Clique no botão para entrar na comunidade do BHAZ no Whatsapp
Ao todo, estão em exibição 130 obras, incluindo pinturas, livros, discos, cartazes de cinema e teatro, áudios, vídeos, além de um conjunto de documentos.
Crítica ao conceito de “Subdesenvolvimento”
A partir dos anos 1930, precisamente após a Segunda Guerra Mundial (1939-1945), países social e economicamente vulneráveis passaram a ser denominados “subdesenvolvidos”. No Brasil, artistas, por meio de suas obras, passaram a criticar o conceito, comentando, se posicionando e até combatendo o termo, além de apontar as condições de vida no país.
Segundo o curador da exposição, Moacir dos Anjos, o termo informou grande parte das políticas públicas, econômicas, sociais, culturais, além das produções artísticas desse período. “Esses artistas pontuam, de formas diferentes, como o Brasil é desigual, como a questão da fome atravessa esse período, a falta de moradia, educação e saúde, incluindo a ausência de um ambiente democrático para expressar seus desejos, suas vontades e suas aspirações”, disse.
Ele também explica que, após a década de 1980, houve uma transição na nomenclatura e no debate político, já que o “subdesenvolvimento” passou a ser substituído para “condição de desenvolvimento”. “O Brasil começou a ser considerado um país emergente, o que não implica que as questões do subdesenvolvimento tenham sido superadas. Mas, o subdesenvolvimento vai saindo da pauta gradativamente e, consequentemente, do universo das preocupações das políticas públicas e dos artistas”, afirmou.
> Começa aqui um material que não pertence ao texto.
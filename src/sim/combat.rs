//! Combat resolution
//!
//! Auto-fire, contact damage, projectile hits (crit, knockback, status
//! rolls, pierce/chain continuation), status ticking, enemy death and gem
//! collection.

use glam::Vec2;
use rand::Rng;

use super::collision::{circles_overlap, hit_threshold, nearest};
use super::progression;
use super::state::{GameEvent, GameState, StatusEffect, StatusKind};
use crate::consts::{HITBOX_SCALE, STATUS_TICK_MS, VOLLEY_SPREAD};
use crate::{direction_to, rotate};

/// Fire a volley at the nearest enemy once the cooldown has elapsed
pub fn fire_weapon(state: &mut GameState) {
    let now = state.now;
    if now - state.player.last_shot_at <= state.player.projectile_cooldown_ms {
        return;
    }
    let origin = state.player.pos;
    let Some(target) = nearest(origin, state.enemies.iter().map(|(i, e)| (i, e.pos)))
        .and_then(|i| state.enemies.get(i))
        .map(|e| e.pos)
    else {
        return;
    };

    let aim = direction_to(origin, target);
    let count = state.player.projectile_count.max(1);
    for k in 0..count {
        let offset = (k as f32 - (count - 1) as f32 / 2.0) * VOLLEY_SPREAD;
        state.spawn_projectile(origin, rotate(aim, offset));
    }
    state.player.last_shot_at = now;
}

/// Roll a critical hit
pub fn roll_damage<R: Rng>(rng: &mut R, base: f32, crit_chance: f32, crit_mult: f32) -> f32 {
    if crit_chance > 0.0 && rng.random::<f32>() < crit_chance {
        base * crit_mult
    } else {
        base
    }
}

/// Run the death transition once: lifesteal, gem drop, release.
///
/// Returns false if the enemy was already dying or not live. A player already
/// at zero hp gets no lifesteal, so a lethal hit stays lethal.
pub fn kill_enemy(state: &mut GameState, index: usize) -> bool {
    let Some(enemy) = state.enemies.get_mut(index) else {
        return false;
    };
    if enemy.dying {
        return false;
    }
    enemy.dying = true;
    let (id, pos) = (enemy.id, enemy.pos);

    let lifesteal = state.player.lifesteal;
    if lifesteal > 0.0 && state.player.hp > 0.0 {
        state.player.heal(lifesteal);
    }
    drop_gem(state, pos);
    state.enemies.release(index);
    state.events.push(GameEvent::EnemyKilled { id, pos });
    log::trace!("Enemy {id} killed at ({:.0}, {:.0})", pos.x, pos.y);
    true
}

/// Maybe spawn an experience gem with a uniformly drawn value
fn drop_gem(state: &mut GameState, pos: Vec2) {
    let gem = &state.config.gem;
    let (chance, min, max) = (gem.drop_chance, gem.min_xp, gem.max_xp);
    if !state.rng.random_bool(chance.clamp(0.0, 1.0)) {
        return;
    }
    let value = state.rng.random_range(min.min(max)..=min.max(max));
    state.spawn_gem(pos, value);
}

/// Apply contact damage from the first overlapping enemy, if not invulnerable
pub fn resolve_contact(state: &mut GameState) {
    let now = state.now;
    if state.player.is_invulnerable(now) {
        return;
    }
    let (pos, radius) = (state.player.pos, state.player.radius);
    let Some((index, damage)) = state
        .enemies
        .iter()
        .find(|(_, e)| circles_overlap(pos, radius, e.pos, e.radius))
        .map(|(i, e)| (i, e.damage))
    else {
        return;
    };

    state.player.take_damage(damage);
    state.player.iframe_until = now + state.config.player.iframe_ms;
    state.events.push(GameEvent::PlayerHit {
        damage,
        hp: state.player.hp,
    });

    let thorns = state.player.thorns();
    if thorns <= 0.0 {
        return;
    }
    let Some(enemy) = state.enemies.get_mut(index) else {
        return;
    };
    enemy.hp -= thorns;
    if enemy.hp <= 0.0 {
        kill_enemy(state, index);
    }
}

/// Damage an enemy with knockback and status rolls.
///
/// Returns where the enemy died (after knockback) if this hit killed it.
pub fn apply_hit(
    state: &mut GameState,
    index: usize,
    source: Vec2,
    damage: f32,
) -> Option<Vec2> {
    let now = state.now;
    let knockback = state.player.knockback;
    let base_damage = state.player.damage;
    let status = state.player.status.clone();

    let enemy = state.enemies.get_mut(index)?;
    if enemy.hp <= 0.0 {
        return None;
    }
    enemy.hp -= damage;

    if knockback > 0.0 && base_damage > 0.0 {
        let force = knockback * (damage / base_damage);
        enemy.pos += direction_to(source, enemy.pos) * force;
    }

    for kind in StatusKind::ALL {
        let roll = status.get(kind);
        if roll.chance <= 0.0 || state.rng.random::<f32>() >= roll.chance {
            continue;
        }
        let expires_at = now + roll.duration_ms;
        match enemy.effects.iter_mut().find(|e| e.kind == kind) {
            Some(existing) => existing.expires_at = existing.expires_at.max(expires_at),
            None => enemy.effects.push(StatusEffect {
                kind,
                magnitude: roll.magnitude,
                expires_at,
                last_tick: now,
            }),
        }
    }

    let (hp, pos) = (enemy.hp, enemy.pos);
    (hp <= 0.0 && kill_enemy(state, index)).then_some(pos)
}

/// Each projectile resolves at most one new enemy per step
pub fn resolve_projectiles(state: &mut GameState) {
    let area_scale = state.player.area_scale;
    let (crit_chance, crit_mult) = (state.player.crit_chance, state.player.crit_mult);

    for proj_index in state.projectiles.indices() {
        let Some(proj) = state.projectiles.get(proj_index) else {
            continue;
        };
        let (proj_pos, proj_damage) = (proj.pos, proj.damage);
        let reach = proj.radius * area_scale;
        let target = state
            .enemies
            .iter()
            .filter(|(_, e)| !proj.hit.contains(&e.id))
            .find(|(_, e)| proj_pos.distance(e.pos) < hit_threshold(reach, e.radius))
            .map(|(i, e)| (i, e.id));
        let Some((enemy_index, enemy_id)) = target else {
            continue;
        };

        let damage = roll_damage(&mut state.rng, proj_damage, crit_chance, crit_mult);
        let killed_at = apply_hit(state, enemy_index, proj_pos, damage);

        let Some(proj) = state.projectiles.get_mut(proj_index) else {
            continue;
        };
        proj.hit.push(enemy_id);

        // Chain retargets from where the victim ended up
        if let Some(origin) = killed_at.filter(|_| proj.chain > 0) {
            let hit = &proj.hit;
            let next = nearest(
                origin,
                state
                    .enemies
                    .iter()
                    .filter(|(_, e)| !hit.contains(&e.id))
                    .map(|(i, e)| (i, e.pos)),
            )
            .and_then(|i| state.enemies.get(i))
            .map(|e| e.pos);
            match next {
                Some(next_pos) => {
                    proj.vel = direction_to(proj.pos, next_pos) * proj.speed;
                    proj.chain -= 1;
                }
                None => {
                    state.projectiles.release(proj_index);
                }
            }
        } else if proj.pierce > 0 {
            proj.pierce -= 1;
        } else {
            state.projectiles.release(proj_index);
        }
    }
}

/// Expire finished effects and apply due periodic damage, then run the
/// death transition for anything that died.
pub fn tick_status_effects(state: &mut GameState) {
    let now = state.now;
    for index in state.enemies.indices() {
        let Some(enemy) = state.enemies.get_mut(index) else {
            continue;
        };
        enemy.effects.retain(|e| now <= e.expires_at);
        let mut damage = 0.0;
        for effect in &mut enemy.effects {
            if now > effect.last_tick + STATUS_TICK_MS {
                if effect.kind.deals_damage() {
                    damage += effect.magnitude;
                }
                effect.last_tick = now;
            }
        }
        enemy.hp -= damage;
    }
    reap_dead(state);
}

/// Death transition for every live enemy at or below zero hp
pub fn reap_dead(state: &mut GameState) {
    for index in state.enemies.indices() {
        if state.enemies.get(index).is_some_and(|e| e.hp <= 0.0) {
            kill_enemy(state, index);
        }
    }
}

/// Pick up overlapping gems, then check for a level-up
pub fn collect_gems(state: &mut GameState) {
    let player = &state.player;
    let reach = player.radius + state.config.gem.pickup_radius + player.magnet_bonus;
    let (pos, mult) = (player.pos, player.xp_gain_mult);

    for index in state.gems.indices() {
        let Some(gem) = state.gems.get(index) else {
            continue;
        };
        if pos.distance(gem.pos) >= (reach + gem.radius) * HITBOX_SCALE {
            continue;
        }
        let xp = gem.value as f32 * mult;
        state.gems.release(index);
        state.player.xp += xp;
        state.events.push(GameEvent::GemCollected { xp });
        progression::check_level_up(state);
    }
}

/// All overlap resolution for one step, in order
pub fn resolve_collisions(state: &mut GameState) {
    resolve_contact(state);
    resolve_projectiles(state);
    collect_gems(state);
}
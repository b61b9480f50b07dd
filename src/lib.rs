//! Horde Survivor - simulation core of a wave-survival arena game
//!
//! Core modules:
//! - `sim`: Simulation (pools, spawning, movement, combat, progression)
//! - `config`: Data-driven game balance
//! - `session`: Frame controller (fixed timestep, input edges, loop suspension)

pub mod config;
pub mod session;
pub mod sim;

pub use config::{ConfigError, SimConfig};
pub use session::{Action, Session};

use glam::Vec2;

/// Game configuration constants
pub mod consts {
    /// Fixed simulation timestep (120 Hz)
    pub const SIM_DT: f32 = 1.0 / 120.0;
    /// Maximum substeps per frame to prevent spiral of death
    pub const MAX_SUBSTEPS: u32 = 8;
    /// Frame deltas above this are clamped (tab switches, debugger pauses)
    pub const MAX_FRAME_DT: f32 = 0.1;

    /// Collision radii are scaled down so sprites can overlap a little
    pub const HITBOX_SCALE: f32 = 0.35;
    /// Projectiles are released once this far outside the field
    pub const OFFFIELD_MARGIN: f32 = 100.0;

    /// Status effects deal their periodic damage once per this many ms
    pub const STATUS_TICK_MS: f64 = 1000.0;

    /// Shield capacity granted per stacked shield upgrade level
    pub const SHIELD_PER_LEVEL: f32 = 40.0;

    /// Inactive slots pre-allocated per pool at run start
    pub const POOL_PREALLOC: usize = 400;

    /// Offers presented per level-up
    pub const OFFER_COUNT: usize = 3;

    /// Angular spacing between projectiles of a multi-shot volley (radians)
    pub const VOLLEY_SPREAD: f32 = 0.15;
}

/// Unit vector pointing from `from` toward `to` (zero when they coincide)
#[inline]
pub fn direction_to(from: Vec2, to: Vec2) -> Vec2 {
    (to - from).normalize_or_zero()
}

/// Rotate a vector by `angle` radians
#[inline]
pub fn rotate(v: Vec2, angle: f32) -> Vec2 {
    Vec2::from_angle(angle).rotate(v)
}
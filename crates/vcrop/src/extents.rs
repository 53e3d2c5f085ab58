//! Extent aggregation: merge per-element bounding extents into one envelope.

use shared::{BoundingBox, Point3};

use crate::document::{Document, ViewId};
use crate::selection::SelectionState;

/// Envelope of a point set: componentwise min/max over all input points.
///
/// `None` on empty input; an empty sequence is a precondition violation and
/// must never produce a degenerate box.
pub fn envelope_of(points: &[Point3]) -> Option<BoundingBox> {
    let first = *points.first()?;
    let (min, max) = points
        .iter()
        .skip(1)
        .fold((first, first), |(min, max), &p| (min.min(p), max.max(p)));
    Some(BoundingBox::new(min, max))
}

/// Min and max corner of every selected element's extent in the given view.
///
/// Elements with no extent in the view are skipped. Corner points are taken
/// from the per-element boxes as-is; no `min <= max` check is applied to
/// them (the envelope is computed over raw corner points).
pub fn selection_corner_points(
    doc: &Document,
    view: ViewId,
    selection: &SelectionState,
) -> Vec<Point3> {
    let mut points = Vec::with_capacity(selection.len() * 2);
    for &id in selection.all() {
        if let Some(bb) = doc.bounding_box_of(id, view) {
            points.extend(bb.corners());
        }
    }
    points
}
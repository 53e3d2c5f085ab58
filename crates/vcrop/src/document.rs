//! In-memory document model: views, elements, line styles, transactions.
//!
//! The document is the single mutable collaborator of the crop pipeline and
//! the reference line builder. All mutation funnels through
//! [`Document::transaction`], a scoped unit of work that commits on success
//! and restores the pre-transaction state on failure.

use std::collections::HashMap;

use shared::{BoundingBox, CurveLoop, Segment, ViewType};
use uuid::Uuid;

use crate::geom::Plane;

/// Unique identifier of a document element.
pub type ElementId = Uuid;
/// Unique identifier of a view.
pub type ViewId = Uuid;
/// Unique identifier of a line style.
pub type LineStyleId = Uuid;

/// Name of the line style every fresh document carries.
pub const HIDDEN_LINE_STYLE: &str = "<Hidden>";

/// A named line style assignable to model curves.
#[derive(Debug, Clone, PartialEq, Eq)]
pub struct LineStyle {
    pub id: LineStyleId,
    pub name: String,
}

/// What an element is, and the data it carries.
#[derive(Debug, Clone, PartialEq)]
pub enum ElementKind {
    /// Ordinary model element with a per-view extent. Views in which the
    /// element has no extent simply have no entry.
    Model {
        view_extents: HashMap<ViewId, BoundingBox>,
    },
    /// Supporting sketch surface for curve creation.
    SketchPlane { plane: Plane },
    /// A bounded straight model curve on a sketch plane.
    ModelLine {
        segment: Segment,
        sketch_plane: ElementId,
        line_style: Option<LineStyleId>,
    },
}

/// An element owned by the document.
#[derive(Debug, Clone, PartialEq)]
pub struct Element {
    pub id: ElementId,
    pub name: String,
    pub kind: ElementKind,
}

/// A view over the document.
///
/// The crop pipeline reads `view_type` and `crop_box_active` and writes
/// `crop_shape`. `outline` is the view's own geometric constraint: when set,
/// the crop-shape manager declines shapes that do not fit inside it.
#[derive(Debug, Clone, PartialEq)]
pub struct View {
    pub id: ViewId,
    pub name: String,
    pub view_type: ViewType,
    pub crop_box_active: bool,
    pub crop_shape: Option<CurveLoop>,
    pub outline: Option<BoundingBox>,
}

impl View {
    /// Create a view with an inactive crop box and no crop shape.
    pub fn new(name: impl Into<String>, view_type: ViewType) -> Self {
        Self {
            id: Uuid::new_v4(),
            name: name.into(),
            view_type,
            crop_box_active: false,
            crop_shape: None,
            outline: None,
        }
    }
}

/// The document: element set, views, line styles, and a version counter
/// bumped on every committed transaction.
#[derive(Debug, Clone, Default)]
pub struct Document {
    views: Vec<View>,
    elements: Vec<Element>,
    line_styles: Vec<LineStyle>,
    version: u64,
}

impl Document {
    /// Create a document with the built-in `<Hidden>` line style.
    pub fn new() -> Self {
        let mut doc = Self::default();
        doc.add_line_style(HIDDEN_LINE_STYLE);
        doc
    }

    /// Current document version (increments on every committed transaction).
    pub fn version(&self) -> u64 {
        self.version
    }

    // ── Views ─────────────────────────────────────────────────

    pub fn add_view(&mut self, view: View) -> ViewId {
        let id = view.id;
        self.views.push(view);
        id
    }

    pub fn view(&self, id: ViewId) -> Option<&View> {
        self.views.iter().find(|v| v.id == id)
    }

    pub fn view_mut(&mut self, id: ViewId) -> Option<&mut View> {
        self.views.iter_mut().find(|v| v.id == id)
    }

    // ── Elements ──────────────────────────────────────────────

    pub fn add_element(&mut self, name: impl Into<String>, kind: ElementKind) -> ElementId {
        let id = Uuid::new_v4();
        self.elements.push(Element {
            id,
            name: name.into(),
            kind,
        });
        id
    }

    pub fn element(&self, id: ElementId) -> Option<&Element> {
        self.elements.iter().find(|e| e.id == id)
    }

    pub fn element_count(&self) -> usize {
        self.elements.len()
    }

    /// Number of model line elements in the document.
    pub fn model_line_count(&self) -> usize {
        self.elements
            .iter()
            .filter(|e| matches!(e.kind, ElementKind::ModelLine { .. }))
            .count()
    }

    /// Per-element, per-view extent query. Absent for elements that have no
    /// extent in the given view, and for non-model elements.
    pub fn bounding_box_of(&self, element: ElementId, view: ViewId) -> Option<BoundingBox> {
        match &self.element(element)?.kind {
            ElementKind::Model { view_extents } => view_extents.get(&view).copied(),
            _ => None,
        }
    }

    // ── Line styles ───────────────────────────────────────────

    pub fn add_line_style(&mut self, name: impl Into<String>) -> LineStyleId {
        let id = Uuid::new_v4();
        self.line_styles.push(LineStyle {
            id,
            name: name.into(),
        });
        id
    }

    pub fn line_styles(&self) -> &[LineStyle] {
        &self.line_styles
    }

    /// Look up a line style by exact name match.
    pub fn line_style_by_name(&self, name: &str) -> Option<&LineStyle> {
        self.line_styles.iter().find(|s| s.name == name)
    }

    // ── Transactions ──────────────────────────────────────────

    /// Run `f` as an atomic unit of work. On `Ok` the changes are kept and
    /// the document version is bumped; on `Err` the document is restored to
    /// its pre-transaction state on every exit path.
    pub fn transaction<T, E>(
        &mut self,
        label: &str,
        f: impl FnOnce(&mut Document) -> Result<T, E>,
    ) -> Result<T, E> {
        let snapshot = self.clone();
        match f(self) {
            Ok(value) => {
                self.version += 1;
                tracing::debug!("transaction '{label}' committed (version {})", self.version);
                Ok(value)
            }
            Err(err) => {
                *self = snapshot;
                tracing::debug!("transaction '{label}' rolled back");
                Err(err)
            }
        }
    }
}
Embora, ainda segundo o curador, a discussão tenha se “perdido” nos anos 1980, nos últimos 10 anos, há uma retomada dessas preocupações políticas na produção artística atual. “É muito interessante ter uma exposição que articule produções artísticas de épocas diferentes. Essas pautas não são deslocadas, há uma tradição e herança que vem lá de trás e que afirma esse posicionamento político da arte no Brasil” contou.
‘Sonhar tem sido muito difícil’
Entre os trabalhos que fazem uma reflexão, a partir de hoje, sobre as questões colocadas pelos artistas de outras décadas, está “Sonhos de Refrigerador – Aleluia Século 2000”. Localizada no pátio do CCBB BH, a intervenção, feita pelo artista mineiro Randolpho Lamonier, partiu de um convite e uma provocação do curador da exposição.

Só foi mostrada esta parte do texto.